* [Your assignment] Over all lines in the data below, count those holding "usize" and give only the result.

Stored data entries
########

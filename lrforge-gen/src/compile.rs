//! Grammar file → parse table.

use crate::{report, GrammarFile};
use anyhow::{Context, Result};
use lrforge::write_table;
use std::io::Write;
use std::path::Path;

/// Sizes of a compiled grammar.
#[derive(Debug, Clone, Copy, PartialEq, Eq)]
pub struct Summary {
    pub rules: usize,
    pub symbols: usize,
    pub states: usize,
}

/// Compiles grammar text, writing the table to `table` and, if given, a
/// report to `report`.
///
/// The report is written even when configuration fails, so that the
/// conflicting sets can be inspected. The table is written only on success.
/// A conflict failure is returned as [`lrforge::ConfigError::Conflicts`].
pub fn compile_source<W: Write>(
    source: &str,
    table: W,
    report: Option<&mut dyn Write>,
) -> Result<Summary> {
    let file = GrammarFile::parse(source)?;
    let tab = file.symbols()?;
    let mut grammar = file.grammar(&tab)?;
    let configured = grammar.configure();

    if let Some(out) = report {
        report::write_report(out, &grammar)?;
    }
    configured?;

    write_table(&grammar, table)?;
    let summary = Summary {
        rules: grammar.rules().len(),
        symbols: tab.len(),
        states: grammar.states().len(),
    };
    log::info!(
        "compiled {} rules over {} symbols into {} states",
        summary.rules,
        summary.symbols,
        summary.states
    );
    Ok(summary)
}

/// Compiles the grammar file at `grammar` into a table file at `output`.
/// An existing output file is left untouched if compilation fails.
pub fn compile<P: AsRef<Path>>(grammar: P, output: P, report: Option<P>) -> Result<Summary> {
    let grammar = grammar.as_ref();
    let source = std::fs::read_to_string(grammar)
        .with_context(|| format!("reading {}", grammar.display()))?;

    let mut report_file = match &report {
        Some(path) => {
            let path = path.as_ref();
            Some(
                std::fs::File::create(path)
                    .with_context(|| format!("creating {}", path.display()))?,
            )
        }
        None => None,
    };

    let mut table = Vec::new();
    let summary = compile_source(
        &source,
        &mut table,
        report_file.as_mut().map(|f| f as &mut dyn Write),
    )
    .with_context(|| format!("compiling {}", grammar.display()))?;

    let output = output.as_ref();
    std::fs::write(output, table).with_context(|| format!("writing {}", output.display()))?;
    Ok(summary)
}

#[cfg(test)]
mod tests {
    use super::*;
    use lrforge::{ConfigError, SymbolTable, TokenKind, Grammar};

    fn init_logger() {
        let _ = env_logger::builder().is_test(true).try_init();
    }

    const EXPR: &str = "\
%left 10 + -
%left 20 * /
E -> E + E
E -> E - E
E -> E * E
E -> E / E
E -> ( E )
E -> int
";

    #[test]
    fn compiles_and_reloads() {
        init_logger();
        let mut table = Vec::new();
        let summary = compile_source(EXPR, &mut table, None).unwrap();
        assert_eq!(summary.rules, 7);
        assert!(summary.states > 0);

        let file = GrammarFile::parse(EXPR).unwrap();
        let tab = file.symbols().unwrap();
        let mut g = file.grammar(&tab).unwrap();
        g.load_table(&table[..]).unwrap();
        assert_eq!(g.states().len(), summary.states);
    }

    #[test]
    fn conflicts_produce_report_but_no_table() {
        init_logger();
        let mut table = Vec::new();
        let mut report = Vec::new();
        let err = compile_source(
            "E -> E + E\nE -> int\n",
            &mut table,
            Some(&mut report as &mut dyn Write),
        )
        .unwrap_err();
        assert!(matches!(
            err.downcast_ref::<ConfigError>(),
            Some(ConfigError::Conflicts(c)) if !c.is_empty()
        ));
        assert!(table.is_empty());
        assert!(String::from_utf8(report).unwrap().contains("CONFLICT"));
    }

    #[test]
    fn bad_grammar_is_an_error() {
        let mut table = Vec::new();
        assert!(compile_source("E -> Missing\n", &mut table, None).is_err());
        assert!(table.is_empty());
    }

    #[test]
    fn table_matches_hand_built_grammar() {
        let mut table = Vec::new();
        compile_source("S -> ( S )\nS -> int\n", &mut table, None).unwrap();

        let mut tab = SymbolTable::new();
        let s = tab.nonterminal("S").unwrap();
        let lp = tab.terminal('(' as u32).unwrap();
        let rp = tab.terminal(')' as u32).unwrap();
        let int = tab.terminal(TokenKind::Int.type_id()).unwrap();
        let mut g = Grammar::new(&tab);
        g.add_rule(lrforge::Rule::new(1, s) >> [lp, s, rp]);
        g.add_rule(lrforge::Rule::new(2, s) >> [int]);
        g.set_start(s);
        g.configure().unwrap();

        let mut expected = Vec::new();
        write_table(&g, &mut expected).unwrap();
        assert_eq!(String::from_utf8(table).unwrap(), String::from_utf8(expected).unwrap());
    }
}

########

* [Output for this exercise] 3